Well first and foremost you need to destroy the Democratic Party. They've been the bulwark of Jim Crow on a state level, and breaking them, along with preventing the States Rights Act getting passed (not impossible, LBJ had to use every dirty trick in the book to get it passed in the first place), is absolutely required to allow desegregation to go through. IOTL even during Republican administrations desegregation was only limited to the armed forces and Federal employees, with the GOP unable, and let's be honest often unwilling, to challenge the State powers that upheld Jim Crow, even under outspokenly pro-civil rights Presidents like McCarthy or Goldwater.

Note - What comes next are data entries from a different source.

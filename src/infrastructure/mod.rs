// src/infrastructure/mod.rs
pub mod http;

pub use http::HttpNoteRepository;
// src/application/edit.rs
use crate::application::NoteRepository;
use crate::domain::tags::{join_tags, parse_tags};
use crate::domain::{DomainError, Note, NoteDraft};
use crate::shell::Route;
use tracing::{debug, info};

/// State of the edit form: the originally loaded note plus raw field values.
///
/// Activation seeds the fields from the fetched note; if the fetch fails the
/// screen renders not-found and refuses to submit. Submit always sends the
/// full draft, replacing every mutable field.
#[derive(Debug)]
pub struct EditController {
    note_id: i64,
    pub note: Option<Note>,
    pub title: String,
    pub body: String,
    pub tags_text: String,
    pub loading: bool,
    pub submitting: bool,
    pub error: Option<DomainError>,
}

impl EditController {
    pub fn new(note_id: i64) -> Self {
        Self {
            note_id,
            note: None,
            title: String::new(),
            body: String::new(),
            tags_text: String::new(),
            loading: false,
            submitting: false,
            error: None,
        }
    }

    pub fn note_id(&self) -> i64 {
        self.note_id
    }

    /// On-activate hook: fetch the note and seed the form fields from it.
    pub fn activate<R: NoteRepository>(&mut self, repository: &mut R) {
        self.loading = true;
        match repository.get_note(self.note_id) {
            Ok(note) => {
                self.title = note.title.clone();
                self.body = note.body.clone();
                self.tags_text = join_tags(&note.tags);
                self.note = Some(note);
            }
            Err(err) => {
                debug!(note_id = self.note_id, %err, "Loading note for edit failed");
                self.error = Some(err);
            }
        }
        self.loading = false;
    }

    /// Submit the form as a full replacement draft.
    ///
    /// Returns the detail route on success. Does nothing when the note never
    /// loaded (the not-found screen has no form).
    pub fn submit<R: NoteRepository>(&mut self, repository: &mut R) -> Option<Route> {
        if self.note.is_none() {
            return None;
        }
        self.submitting = true;
        let draft = NoteDraft {
            title: self.title.clone(),
            body: self.body.clone(),
            tags: parse_tags(&self.tags_text),
        };
        debug!(note_id = self.note_id, ?draft, "Submitting note update");
        let result = repository.update_note(self.note_id, &draft);
        self.submitting = false;
        match result {
            Ok(_) => {
                info!(note_id = self.note_id, "Updated note");
                Some(Route::Detail(self.note_id))
            }
            Err(err) => {
                debug!(note_id = self.note_id, %err, "Updating note failed");
                self.error = Some(err);
                None
            }
        }
    }
}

Whilst it is true that there were anti-segregation elements in the Democratic Party, and some have suggested having them become dominant in the party, I think that's unlikely. A more realistic scenario would be to have Henry Wallace's Social Democratic Party somehow supplant the Democrats, but even then that's a long shot that would require preventing both the Second and Third Red Scares, WW3, and the post-war anti-leftist reaction in the wake of the fall of the Soviet Union. The destruction of the Social Democrats effectively destroyed the anti-segregation wing of the Democrats along with the more actively pro-civil rights Republicans, and is part of the reason why it wasn't until the mid-80s that desegregation was back on the agenda for American progressives (and there are still plenty of people trying to make the progressive case for "separate but equal").
To be perfectly blunt, short of a revolution I don't see it happening. White supremacy is just too heavily entrenched in the US political system to allow it to reform away.